Code Meaning Example
%a Weekday as locale’s abbreviated name. Wed
%A Weekday as locale’s full name. Wednesday
%w Weekday as a decimal number, where 0 is Sunday and 6 is Saturday. 3
%d Day of the month as a zero-padded decimal number. 25
%b Month as locale’s abbreviated name. Dec
%B Month as locale’s full name.

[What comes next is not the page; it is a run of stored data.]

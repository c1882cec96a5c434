//! Session file naming
//!
//! Every per-session file is named `{prefix}_{id}_{timestamp}` where both
//! `prefix` and `id` are escaped by doubling the separator. An escaped
//! string only ever contains even runs of `_`, so the separator between
//! prefix and id is the single odd run left in the name once the trailing
//! `_{timestamp}` is split off.
//!
//! ```text
//! bt-session_a__b_1700000000000
//! └──prefix─┘ └id┘ └─timestamp─┘      id = "a_b"
//! ```

/// Separator between the three name fields
pub const SEPARATOR: char = '_';

const DOUBLE_SEPARATOR: &str = "__";

/// A file name decoded into its session fields
#[derive(Debug, Clone, PartialEq, Eq)]
pub struct DecodedName {
    /// Original file name
    pub file: String,
    /// Unescaped prefix
    pub prefix: String,
    /// Unescaped session id
    pub session_id: String,
    /// Session start timestamp
    pub timestamp: i64,
}

/// Escape a name component by doubling every separator
pub fn escape(name: &str) -> String {
    name.replace(SEPARATOR, DOUBLE_SEPARATOR)
}

/// Reverse [`escape`]
pub fn unescape(name: &str) -> String {
    name.replace(DOUBLE_SEPARATOR, "_")
}

/// Build a session file name from its unescaped components
pub fn encode(prefix: &str, session_id: &str, timestamp: i64) -> String {
    format!(
        "{}{SEPARATOR}{}{SEPARATOR}{timestamp}",
        escape(prefix),
        escape(session_id)
    )
}

/// Decode a file name into its session fields
///
/// Returns `None` for anything that is not a session file: no separator,
/// a non-numeric timestamp segment, or no prefix/id boundary.
pub fn decode(file: &str) -> Option<DecodedName> {
    let timestamp_sep = file.rfind(SEPARATOR)?;
    let timestamp = file[timestamp_sep + 1..].parse::<i64>().ok()?;

    let head = &file[..timestamp_sep];
    let id_sep = find_prefix_separator(head)?;

    let prefix = &head[..id_sep];
    let escaped_id = &head[id_sep + 1..];
    if prefix.is_empty() || escaped_id.is_empty() {
        return None;
    }

    Some(DecodedName {
        file: file.to_string(),
        prefix: unescape(prefix),
        session_id: unescape(escaped_id),
        timestamp,
    })
}

/// Position of the prefix/id separator: the first `_` of the right-most
/// odd-length run of separators
fn find_prefix_separator(head: &str) -> Option<usize> {
    let bytes = head.as_bytes();
    let sep = SEPARATOR as u8;
    let mut end = bytes.len();

    while end > 0 {
        if bytes[end - 1] != sep {
            end -= 1;
            continue;
        }

        let mut start = end;
        while start > 0 && bytes[start - 1] == sep {
            start -= 1;
        }

        if (end - start) % 2 == 1 {
            return Some(start);
        }
        end = start;
    }

    None
}

#[cfg(test)]
#[path = "name_test.rs"]
mod name_test;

December
%m Month as a zero-padded decimal number. 12
%y Year without century as a zero-padded decimal number. 13
%Y Year with century as a decimal number. 2013
%H Hour (24-hour clock) as a zero-padded decimal number. 17
%I Hour (12-hour clock) as a zero-padded decimal number. 05
%p Locale’s equivalent of either AM or PM. PM
%M Minute as a zero-padded decimal number. 15
%S Second as a zero-padded decimal number. 30
%f Microsecond as a decimal number, zero-padded on the left. 000000
%z UTC offset in the form +HHMM or -HHMM (empty string if the the object is naive).
%Z Time zone name (empty string if the object is naive).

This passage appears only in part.